Tim O’Reilly’s ungrounded arguments about Jeff Bezos’ annual letter

Last week Jeff Bezos published his latest letter to Amazon shareholders as CEO of the company, in which he discussed these points:

  • How much value you had added to consumers, sellers on your platform, AWS customers, partners, and shareholders in 2020.
  • From now on, in addition to continuing to be “Earth’s most customer-centric company”, they will also aim to be “Earth’s best employer” and “Earth’s safest place to work“.
  • They keep advancing their dates to become “carbon-neutral”.

[Note the use of “Earth’s” instead of “World’s”. Jeff, Elon and some more already think and operate considering that Mars is a real possibility]

A few days later, Tim O’Reilly publishes this article entitled “Checking Jeff Bezos’s Maths”, in which he questions his calculations, on these points from the original letter:

  1. Shareholder value.

He does not question the value that Bezos says was generated for shareholders, but says that the main profit was not that, but what came from the stock market (saying strictly that this did NOT come “from Amazon”), and that also the multiple of usd79 of the share price per dollar of annual earnings per share is directly affected by how much you pay your employees. If you paid more, the multiple would be much lower, so what generated so much value for shareholders is actually a deterrent to paying people better.

Two comments.

First, if one wanted to consider what came extra-Amazon “from” the stock market domain, then take the growth of some index, remove Amazon from that group if it were included there, and deduct that from Amazon’s growth. Anyway, the market operates *on* the shares of the company, not independently of the company.

Second, Bezos never talks about value for shareholders as O’Reilly proposes because it does not make sense given that the entering share price point should be considered. Also it clearly gets into a speculative domain, much less anchored in reality than the net income it generated in 2020.

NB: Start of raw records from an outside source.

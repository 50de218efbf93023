//! Tracing subscriber setup: console formatter, file layer, and initialisation.
use std::fs;
use std::io::Write as _;
use std::sync::Mutex;

use super::utils::{format_utc_datetime, format_utc_time, log_file_path, strip_ansi};

/// Target used for stage headers.
pub(super) const STAGE_TARGET: &str = "homefiles::stage";
/// Target used for dry-run action messages.
pub(super) const DRY_RUN_TARGET: &str = "homefiles::dry_run";

/// Extracts the `message` field from a [`tracing::Event`].
#[derive(Default)]
struct MessageExtractor {
    message: String,
}

impl tracing::field::Visit for MessageExtractor {
    fn record_debug(&mut self, field: &tracing::field::Field, value: &dyn std::fmt::Debug) {
        if field.name() == "message" {
            self.message = format!("{value:?}");
        }
    }

    fn record_str(&mut self, field: &tracing::field::Field, value: &str) {
        if field.name() == "message" {
            self.message = value.to_string();
        }
    }
}

/// Render one event as a plain log-file line.
fn file_line(level: tracing::Level, target: &str, ts: &str, msg: &str) -> String {
    match (level, target) {
        (tracing::Level::INFO, STAGE_TARGET) => format!("[{ts}] ==> {msg}"),
        (tracing::Level::INFO, DRY_RUN_TARGET) => format!("[{ts}]     [dry run] {msg}"),
        (tracing::Level::ERROR, _) => format!("[{ts}]     [error] {msg}"),
        (tracing::Level::WARN, _) => format!("[{ts}]     [warn] {msg}"),
        (tracing::Level::DEBUG, _) => format!("[{ts}]     [debug] {msg}"),
        _ => format!("[{ts}]     {msg}"),
    }
}

/// A [`tracing_subscriber::Layer`] that appends all events to the persistent
/// log file with timestamps and ANSI codes stripped.
#[derive(Debug)]
pub(super) struct FileLayer {
    file: Mutex<fs::File>,
}

impl FileLayer {
    /// Open (or create) the log file for `command`, write a run header, and
    /// return a new `FileLayer` ready to receive events.
    ///
    /// Returns `None` if the cache directory cannot be created or the file
    /// cannot be opened.
    pub(super) fn new(command: &str) -> Option<Self> {
        let path = log_file_path(command)?;
        let version =
            option_env!("HOMEFILES_VERSION").unwrap_or(concat!("dev-", env!("CARGO_PKG_VERSION")));
        let header = format!(
            "==========================================\n\
             Homefiles {version} {command} {}\n\
             ==========================================\n",
            format_utc_datetime(),
        );
        fs::write(&path, header).ok()?;
        let file = fs::OpenOptions::new().append(true).open(&path).ok()?;
        Some(Self {
            file: Mutex::new(file),
        })
    }
}

impl<S: tracing::Subscriber> tracing_subscriber::Layer<S> for FileLayer {
    fn on_event(
        &self,
        event: &tracing::Event<'_>,
        _ctx: tracing_subscriber::layer::Context<'_, S>,
    ) {
        let metadata = event.metadata();
        let mut extractor = MessageExtractor::default();
        event.record(&mut extractor);
        let line = file_line(
            *metadata.level(),
            metadata.target(),
            &format_utc_time(),
            &strip_ansi(&extractor.message),
        );

        if let Ok(mut f) = self.file.lock() {
            writeln!(f, "{line}").ok();
        }
    }
}

/// A [`tracing_subscriber::fmt::FormatEvent`] that emits homefiles-style
/// console output.
struct HomefilesFormatter;

impl<S, N> tracing_subscriber::fmt::FormatEvent<S, N> for HomefilesFormatter
where
    S: tracing::Subscriber + for<'a> tracing_subscriber::registry::LookupSpan<'a>,
    N: for<'a> tracing_subscriber::fmt::FormatFields<'a> + 'static,
{
    fn format_event(
        &self,
        _ctx: &tracing_subscriber::fmt::FmtContext<'_, S, N>,
        mut writer: tracing_subscriber::fmt::format::Writer<'_>,
        event: &tracing::Event<'_>,
    ) -> std::fmt::Result {
        let metadata = event.metadata();
        let level = *metadata.level();
        let target = metadata.target();

        let mut extractor = MessageExtractor::default();
        event.record(&mut extractor);
        let msg = &extractor.message;

        match level {
            tracing::Level::ERROR => writeln!(writer, "\x1b[31mERROR\x1b[0m {msg}"),
            tracing::Level::WARN => writeln!(writer, "\x1b[33mWARN\x1b[0m  {msg}"),
            tracing::Level::INFO if target == STAGE_TARGET => {
                writeln!(writer, "\x1b[1;34m==>\x1b[0m \x1b[1m{msg}\x1b[0m")
            }
            tracing::Level::INFO if target == DRY_RUN_TARGET => {
                writeln!(writer, "  \x1b[33m[DRY RUN]\x1b[0m {msg}")
            }
            tracing::Level::INFO => writeln!(writer, "  {msg}"),
            _ => writeln!(writer, "  \x1b[2m{msg}\x1b[0m"),
        }
    }
}

/// Initialise the global [`tracing`] subscriber.
///
/// Sets up a console subscriber that formats events in the homefiles output
/// style and a file subscriber that writes all events (including `debug`)
/// to `$XDG_CACHE_HOME/homefiles/<command>.log`.
/// Must be called once at program startup, before any logging.
pub fn init_subscriber(verbose: bool, command: &str) {
    use tracing_subscriber::fmt::writer::MakeWriterExt as _;
    use tracing_subscriber::{
        Layer as _, filter::LevelFilter, fmt, layer::SubscriberExt as _,
        util::SubscriberInitExt as _,
    };

    let console_level = if verbose {
        LevelFilter::DEBUG
    } else {
        LevelFilter::INFO
    };

    let make_writer = std::io::stderr
        .with_max_level(tracing::Level::WARN)
        .and(std::io::stdout.with_min_level(tracing::Level::INFO));

    let console_layer = fmt::layer()
        .event_format(HomefilesFormatter)
        .with_writer(make_writer)
        .with_filter(console_level);

    let file_layer = FileLayer::new(command).map(|l| l.with_filter(LevelFilter::DEBUG));

    tracing_subscriber::registry()
        .with(console_layer)
        .with(file_layer)
        .init();
}

#[cfg(test)]
#[allow(clippy::expect_used, clippy::unwrap_used)]
mod tests {
    use super::*;

    #[test]
    fn file_line_marks_stage_and_dry_run() {
        assert_eq!(
            file_line(tracing::Level::INFO, STAGE_TARGET, "12:00:00", "Linking"),
            "[12:00:00] ==> Linking"
        );
        assert_eq!(
            file_line(tracing::Level::INFO, DRY_RUN_TARGET, "12:00:00", "would link a"),
            "[12:00:00]     [dry run] would link a"
        );
    }

    #[test]
    fn file_line_tags_levels() {
        assert!(file_line(tracing::Level::WARN, "x", "t", "m").contains("[warn] m"));
        assert!(file_line(tracing::Level::ERROR, "x", "t", "m").contains("[error] m"));
        assert!(file_line(tracing::Level::DEBUG, "x", "t", "m").contains("[debug] m"));
        assert_eq!(file_line(tracing::Level::INFO, "x", "t", "m"), "[t]     m");
    }
}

In essence, he is raising a point and then criticizing it, as if it had been raised by Bezos.

In other words, there is no ground for this.

  1. Value to sellers who sell on Amazon.

O’Reilly does a good estimate of overall margin values ​​for sellers, and is even generous in considering that margin to be net when it is likely operating, but he is missing two absolutely relevant issues.

The first is that not all sellers want to be more profitable, relatively speaking. They might very well want to earn more in absolute value than in relative terms. Even more so considering that many of these sellers use the Fullfilment by Amazon system, by which basically Amazon handles practically all the logistics end-to-end and the seller operates at a comfortable distance, without even physically touching any of its products. Wouldn’t you be interested in giving up margin percentage points to earn more money in absolute terms?

The second is that in order to conclude that they indeed earned less measured by the margin percentage on sales, you have to calculate that with the same seller base year over year. How many new merchants joined in 2020, perhaps with a lower pricing strategy so as to be competitive? He does not know, with which it is not possible to conclude what it says.

I mean, there is no ground, again.

  1. Value to employees.

Jeff says that if the group of employees had a 2020 income statement, the total salary would be their profit.

O’Reilly says that Jeff is wrong, stating that it would instead be their gross income, because then they would have to pay their living costs.

No, Tim. Jeff says it clearly:

If each group had an income statement representing their interactions with Amazon…

Interactions with Amazon. All the expenses that come under that –food, rent, mortgage, car, insurance, etc– ar out of Amazon’s reach. And even if Amazon was “only” responsible for their gross income, they did a lot by raising the basic hourly wage to $ 15.

For the third time, there is no ground.


Surely, Jeff has issues to review, but these things that O’Reilly bring up simply do not fit into that category.